Leaving nothing out, set down all the data exactly.

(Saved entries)
_ _ _
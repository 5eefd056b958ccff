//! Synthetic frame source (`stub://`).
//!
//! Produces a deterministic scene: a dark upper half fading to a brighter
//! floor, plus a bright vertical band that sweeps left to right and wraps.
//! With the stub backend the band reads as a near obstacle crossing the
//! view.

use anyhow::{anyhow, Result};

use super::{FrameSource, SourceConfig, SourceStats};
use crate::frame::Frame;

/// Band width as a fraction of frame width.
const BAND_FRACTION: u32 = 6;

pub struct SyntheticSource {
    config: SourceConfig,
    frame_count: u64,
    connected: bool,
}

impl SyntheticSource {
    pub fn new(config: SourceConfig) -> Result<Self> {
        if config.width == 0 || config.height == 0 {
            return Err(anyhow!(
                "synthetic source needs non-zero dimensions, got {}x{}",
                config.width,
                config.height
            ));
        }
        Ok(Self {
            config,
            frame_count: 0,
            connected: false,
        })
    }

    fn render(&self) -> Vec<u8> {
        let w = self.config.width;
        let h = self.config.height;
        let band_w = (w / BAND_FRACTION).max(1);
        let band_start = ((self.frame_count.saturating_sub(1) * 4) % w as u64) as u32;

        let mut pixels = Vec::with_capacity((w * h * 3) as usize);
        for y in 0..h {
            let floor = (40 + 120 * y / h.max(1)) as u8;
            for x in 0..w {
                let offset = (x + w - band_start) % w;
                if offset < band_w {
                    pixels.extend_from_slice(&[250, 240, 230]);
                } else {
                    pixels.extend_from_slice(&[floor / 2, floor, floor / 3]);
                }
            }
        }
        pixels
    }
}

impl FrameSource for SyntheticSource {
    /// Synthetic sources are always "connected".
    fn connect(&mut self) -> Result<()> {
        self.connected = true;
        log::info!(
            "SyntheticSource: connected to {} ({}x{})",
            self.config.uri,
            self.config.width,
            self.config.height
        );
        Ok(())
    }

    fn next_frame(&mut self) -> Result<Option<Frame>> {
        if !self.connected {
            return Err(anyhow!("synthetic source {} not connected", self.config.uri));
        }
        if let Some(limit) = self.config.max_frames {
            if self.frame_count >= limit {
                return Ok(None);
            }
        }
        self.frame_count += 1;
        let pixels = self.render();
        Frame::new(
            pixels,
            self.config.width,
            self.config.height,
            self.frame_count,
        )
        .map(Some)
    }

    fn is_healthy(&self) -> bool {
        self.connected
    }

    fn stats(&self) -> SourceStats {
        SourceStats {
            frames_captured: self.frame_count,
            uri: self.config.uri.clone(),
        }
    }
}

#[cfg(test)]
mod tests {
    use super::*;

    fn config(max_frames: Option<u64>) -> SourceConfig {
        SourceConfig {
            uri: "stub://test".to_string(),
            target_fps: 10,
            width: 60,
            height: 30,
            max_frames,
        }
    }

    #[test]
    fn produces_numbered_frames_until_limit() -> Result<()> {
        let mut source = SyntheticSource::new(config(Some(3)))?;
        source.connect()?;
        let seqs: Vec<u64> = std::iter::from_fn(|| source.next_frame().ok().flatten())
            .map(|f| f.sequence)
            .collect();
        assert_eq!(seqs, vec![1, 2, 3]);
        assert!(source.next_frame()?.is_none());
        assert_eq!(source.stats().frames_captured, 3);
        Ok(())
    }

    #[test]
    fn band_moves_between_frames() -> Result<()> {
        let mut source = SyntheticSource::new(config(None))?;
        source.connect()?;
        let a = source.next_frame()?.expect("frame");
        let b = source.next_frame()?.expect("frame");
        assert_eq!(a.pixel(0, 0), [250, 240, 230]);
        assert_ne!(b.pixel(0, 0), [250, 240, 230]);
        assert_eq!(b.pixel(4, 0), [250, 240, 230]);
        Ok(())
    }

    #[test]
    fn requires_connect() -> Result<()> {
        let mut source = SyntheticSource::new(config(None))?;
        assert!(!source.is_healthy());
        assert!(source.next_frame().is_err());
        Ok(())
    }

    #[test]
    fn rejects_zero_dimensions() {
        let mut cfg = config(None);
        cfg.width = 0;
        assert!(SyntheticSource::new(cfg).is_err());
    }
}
_ _ _
* **Task result**
repository 5eefd056b958ccff
//! Synthetic frame source (`stub://`).
//!
//! Produces a deterministic scene: a dark upper half fading to a brighter
//! floor, plus a bright vertical band that sweeps left to right and wraps.
//! With the stub backend the band reads as a near obstacle crossing the
//! view.

use anyhow::{anyhow, Result};

use super::{FrameSource, SourceConfig, SourceStats};
use crate::frame::Frame;

/// Band width as a fraction of frame width.
const BAND_FRACTION: u32 = 6;

pub struct SyntheticSource {
    config: SourceConfig,
    frame_count: u64,
    connected: bool,
}

impl SyntheticSource {
    pub fn new(config: SourceConfig) -> Result<Self> {
        if config.width == 0 || config.height == 0 {
            return Err(anyhow!(
                "synthetic source needs non-zero dimensions, got {}x{}",
                config.width,
                config.height
            ));
        }
        Ok(Self {
            config,
            frame_count: 0,
            connected: false,
        })
    }

    fn render(&self) -> Vec<u8> {
        let w = self.config.width;
        let h = self.config.height;
        let band_w = (w / BAND_FRACTION).max(1);
        let band_start = ((self.frame_count.saturating_sub(1) * 4) % w as u64) as u32;

        let mut pixels = Vec::with_capacity((w * h * 3) as usize);
        for y in 0..h {
            let floor = (40 + 120 * y / h.max(1)) as u8;
            for x in 0..w {
                let offset = (x + w - band_start) % w;
                if offset < band_w {
                    pixels.extend_from_slice(&[250, 240, 230]);
                } else {
                    pixels.extend_from_slice(&[floor / 2, floor, floor / 3]);
                }
            }
        }
        pixels
    }
}

impl FrameSource for SyntheticSource {
    /// Synthetic sources are always "connected".
    fn connect(&mut self) -> Result<()> {
        self.connected = true;
        log::info!(
            "SyntheticSource: connected to {} ({}x{})",
            self.config.uri,
            self.config.width,
            self.config.height
        );
        Ok(())
    }

    fn next_frame(&mut self) -> Result<Option<Frame>> {
        if !self.connected {
            return Err(anyhow!("synthetic source {} not connected", self.config.uri));
        }
        if let Some(limit) = self.config.max_frames {
            if self.frame_count >= limit {
                return Ok(None);
            }
        }
        self.frame_count += 1;
        let pixels = self.render();
        Frame::new(
            pixels,
            self.config.width,
            self.config.height,
            self.frame_count,
        )
        .map(Some)
    }

    fn is_healthy(&self) -> bool {
        self.connected
    }

    fn stats(&self) -> SourceStats {
        SourceStats {
            frames_captured: self.frame_count,
            uri: self.config.uri.clone(),
        }
    }
}

#[cfg(test)]
mod tests {
    use super::*;

    fn config(max_frames: Option<u64>) -> SourceConfig {
        SourceConfig {
            uri: "stub://test".to_string(),
            target_fps: 10,
            width: 60,
            height: 30,
            max_frames,
        }
    }

    #[test]
    fn produces_numbered_frames_until_limit() -> Result<()> {
        let mut source = SyntheticSource::new(config(Some(3)))?;
        source.connect()?;
        let seqs: Vec<u64> = std::iter::from_fn(|| source.next_frame().ok().flatten())
            .map(|f| f.sequence)
            .collect();
        assert_eq!(seqs, vec![1, 2, 3]);
        assert!(source.next_frame()?.is_none());
        assert_eq!(source.stats().frames_captured, 3);
        Ok(())
    }

    #[test]
    fn band_moves_between_frames() -> Result<()> {
        let mut source = SyntheticSource::new(config(None))?;
        source.connect()?;
        let a = source.next_frame()?.expect("frame");
        let b = source.next_frame()?.expect("frame");
        assert_eq!(a.pixel(0, 0), [250, 240, 230]);
        assert_ne!(b.pixel(0, 0), [250, 240, 230]);
        assert_eq!(b.pixel(4, 0), [250, 240, 230]);
        Ok(())
    }

    #[test]
    fn requires_connect() -> Result<()> {
        let mut source = SyntheticSource::new(config(None))?;
        assert!(!source.is_healthy());
        assert!(source.next_frame().is_err());
        Ok(())
    }

    #[test]
    fn rejects_zero_dimensions() {
        let mut cfg = config(None);
        cfg.width = 0;
        assert!(SyntheticSource::new(cfg).is_err());
    }
}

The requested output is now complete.